:: Your assignment ::
Each record below is to be restated word for word.

:: Data for review ::
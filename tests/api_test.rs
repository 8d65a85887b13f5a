/// HTTP API tests
///
/// Drive the router in-process with `tower::ServiceExt::oneshot` against a
/// model trained on the synthetic dataset.

mod common;

use axum::{
    body::{to_bytes, Body},
    http::{Request, StatusCode},
    Router,
};
use churn_sentinel::api::{build_router, handlers::HealthResponse, AppState};
use churn_sentinel::monitoring::load_inference_data;
use churn_sentinel::training::train;
use common::{customer, parse_prometheus_output, Workspace};
use serde_json::{json, Value};
use tower::ServiceExt;

fn setup() -> (Workspace, Router) {
    let ws = Workspace::with_dataset(200);
    train(&ws.config).unwrap();
    let state = AppState::load(&ws.config).unwrap();
    (ws, build_router(state))
}

async fn send(app: Router, request: Request<Body>) -> (StatusCode, Vec<u8>) {
    let response = app.oneshot(request).await.unwrap();
    let status = response.status();
    let body = to_bytes(response.into_body(), usize::MAX).await.unwrap();
    (status, body.to_vec())
}

fn predict_request(features: Value) -> Request<Body> {
    Request::builder()
        .method("POST")
        .uri("/predict")
        .header("content-type", "application/json")
        .body(Body::from(json!({ "features": features }).to_string()))
        .unwrap()
}

#[tokio::test]
async fn test_health() {
    let (_ws, app) = setup();

    let (status, body) = send(
        app,
        Request::builder().uri("/health").body(Body::empty()).unwrap(),
    )
    .await;

    assert_eq!(status, StatusCode::OK);
    let health: HealthResponse = serde_json::from_slice(&body).unwrap();
    assert_eq!(health.status, "ok");
    assert!(health.model_loaded);
}

#[tokio::test]
async fn test_predict_appends_to_inference_log() {
    let (ws, app) = setup();

    let (status, body) = send(app.clone(), predict_request(Value::Object(customer(0)))).await;
    assert_eq!(status, StatusCode::OK);

    let response: Value = serde_json::from_slice(&body).unwrap();
    let probability = response["churn_probability"].as_f64().unwrap();
    assert!((0.0..=1.0).contains(&probability));
    assert_eq!(response["churn_prediction"].as_bool().unwrap(), probability >= 0.5);

    let (status, _) = send(app, predict_request(Value::Object(customer(1)))).await;
    assert_eq!(status, StatusCode::OK);

    let logged = load_inference_data(&ws.config.paths.inference_log).unwrap();
    assert_eq!(logged.len(), 2);
    assert_eq!(logged.get(0, "State"), Some(&json!("CA")));
}

#[tokio::test]
async fn test_predict_rejects_missing_features() {
    let (ws, app) = setup();
    let mut features = customer(3);
    features.remove("Total day minutes");
    features.remove("State");

    let (status, body) = send(app, predict_request(Value::Object(features))).await;

    assert_eq!(status, StatusCode::BAD_REQUEST);
    let error: Value = serde_json::from_slice(&body).unwrap();
    let message = error["error"]["message"].as_str().unwrap();
    assert!(message.contains("Missing features"));
    assert!(message.contains("Total day minutes"));
    assert!(message.contains("State"));

    let logged = load_inference_data(&ws.config.paths.inference_log).unwrap();
    assert!(logged.is_empty());
}

#[tokio::test]
async fn test_extra_features_are_accepted() {
    let (_ws, app) = setup();
    let mut features = customer(5);
    features.insert("Unseen column".to_string(), json!("x"));

    let (status, _) = send(app, predict_request(Value::Object(features))).await;
    assert_eq!(status, StatusCode::OK);
}

#[tokio::test(flavor = "multi_thread", worker_threads = 4)]
async fn test_concurrent_predictions_are_all_logged() {
    let (ws, app) = setup();

    let handles: Vec<_> = (0..16)
        .map(|i| {
            let app = app.clone();
            tokio::spawn(async move { send(app, predict_request(Value::Object(customer(i)))).await })
        })
        .collect();
    for handle in handles {
        let (status, _) = handle.await.unwrap();
        assert_eq!(status, StatusCode::OK);
    }

    let logged = load_inference_data(&ws.config.paths.inference_log).unwrap();
    assert_eq!(logged.len(), 16);
}

#[tokio::test]
async fn test_metrics_endpoint() {
    let (_ws, app) = setup();
    let _ = churn_sentinel::metrics::init_metrics();

    let (status, _) = send(app.clone(), predict_request(Value::Object(customer(2)))).await;
    assert_eq!(status, StatusCode::OK);

    let (status, body) = send(
        app,
        Request::builder().uri("/metrics").body(Body::empty()).unwrap(),
    )
    .await;
    assert_eq!(status, StatusCode::OK);

    let text = String::from_utf8(body).unwrap();
    let metrics = parse_prometheus_output(&text);
    assert!(metrics.contains_key("churn_sentinel_prediction_requests_total"));
    assert!(metrics.contains_key("churn_sentinel_prediction_latency_seconds"));
}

:: Answer box ::
filename tests/api_test.rs
repository 8d65a85887b13f5a
/// HTTP API tests
///
/// Drive the router in-process with `tower::ServiceExt::oneshot` against a
/// model trained on the synthetic dataset.

mod common;

use axum::{
    body::{to_bytes, Body},
    http::{Request, StatusCode},
    Router,
};
use churn_sentinel::api::{build_router, handlers::HealthResponse, AppState};
use churn_sentinel::monitoring::load_inference_data;
use churn_sentinel::training::train;
use common::{customer, parse_prometheus_output, Workspace};
use serde_json::{json, Value};
use tower::ServiceExt;

fn setup() -> (Workspace, Router) {
    let ws = Workspace::with_dataset(200);
    train(&ws.config).unwrap();
    let state = AppState::load(&ws.config).unwrap();
    (ws, build_router(state))
}

async fn send(app: Router, request: Request<Body>) -> (StatusCode, Vec<u8>) {
    let response = app.oneshot(request).await.unwrap();
    let status = response.status();
    let body = to_bytes(response.into_body(), usize::MAX).await.unwrap();
    (status, body.to_vec())
}

fn predict_request(features: Value) -> Request<Body> {
    Request::builder()
        .method("POST")
        .uri("/predict")
        .header("content-type", "application/json")
        .body(Body::from(json!({ "features": features }).to_string()))
        .unwrap()
}

#[tokio::test]
async fn test_health() {
    let (_ws, app) = setup();

    let (status, body) = send(
        app,
        Request::builder().uri("/health").body(Body::empty()).unwrap(),
    )
    .await;

    assert_eq!(status, StatusCode::OK);
    let health: HealthResponse = serde_json::from_slice(&body).unwrap();
    assert_eq!(health.status, "ok");
    assert!(health.model_loaded);
}

#[tokio::test]
async fn test_predict_appends_to_inference_log() {
    let (ws, app) = setup();

    let (status, body) = send(app.clone(), predict_request(Value::Object(customer(0)))).await;
    assert_eq!(status, StatusCode::OK);

    let response: Value = serde_json::from_slice(&body).unwrap();
    let probability = response["churn_probability"].as_f64().unwrap();
    assert!((0.0..=1.0).contains(&probability));
    assert_eq!(response["churn_prediction"].as_bool().unwrap(), probability >= 0.5);

    let (status, _) = send(app, predict_request(Value::Object(customer(1)))).await;
    assert_eq!(status, StatusCode::OK);

    let logged = load_inference_data(&ws.config.paths.inference_log).unwrap();
    assert_eq!(logged.len(), 2);
    assert_eq!(logged.get(0, "State"), Some(&json!("CA")));
}

#[tokio::test]
async fn test_predict_rejects_missing_features() {
    let (ws, app) = setup();
    let mut features = customer(3);
    features.remove("Total day minutes");
    features.remove("State");

    let (status, body) = send(app, predict_request(Value::Object(features))).await;

    assert_eq!(status, StatusCode::BAD_REQUEST);
    let error: Value = serde_json::from_slice(&body).unwrap();
    let message = error["error"]["message"].as_str().unwrap();
    assert!(message.contains("Missing features"));
    assert!(message.contains("Total day minutes"));
    assert!(message.contains("State"));

    let logged = load_inference_data(&ws.config.paths.inference_log).unwrap();
    assert!(logged.is_empty());
}

#[tokio::test]
async fn test_extra_features_are_accepted() {
    let (_ws, app) = setup();
    let mut features = customer(5);
    features.insert("Unseen column".to_string(), json!("x"));

    let (status, _) = send(app, predict_request(Value::Object(features))).await;
    assert_eq!(status, StatusCode::OK);
}

#[tokio::test(flavor = "multi_thread", worker_threads = 4)]
async fn test_concurrent_predictions_are_all_logged() {
    let (ws, app) = setup();

    let handles: Vec<_> = (0..16)
        .map(|i| {
            let app = app.clone();
            tokio::spawn(async move { send(app, predict_request(Value::Object(customer(i)))).await })
        })
        .collect();
    for handle in handles {
        let (status, _) = handle.await.unwrap();
        assert_eq!(status, StatusCode::OK);
    }

    let logged = load_inference_data(&ws.config.paths.inference_log).unwrap();
    assert_eq!(logged.len(), 16);
}

#[tokio::test]
async fn test_metrics_endpoint() {
    let (_ws, app) = setup();
    let _ = churn_sentinel::metrics::init_metrics();

    let (status, _) = send(app.clone(), predict_request(Value::Object(customer(2)))).await;
    assert_eq!(status, StatusCode::OK);

    let (status, body) = send(
        app,
        Request::builder().uri("/metrics").body(Body::empty()).unwrap(),
    )
    .await;
    assert_eq!(status, StatusCode::OK);

    let text = String::from_utf8(body).unwrap();
    let metrics = parse_prometheus_output(&text);
    assert!(metrics.contains_key("churn_sentinel_prediction_requests_total"));
    assert!(metrics.contains_key("churn_sentinel_prediction_latency_seconds"));
}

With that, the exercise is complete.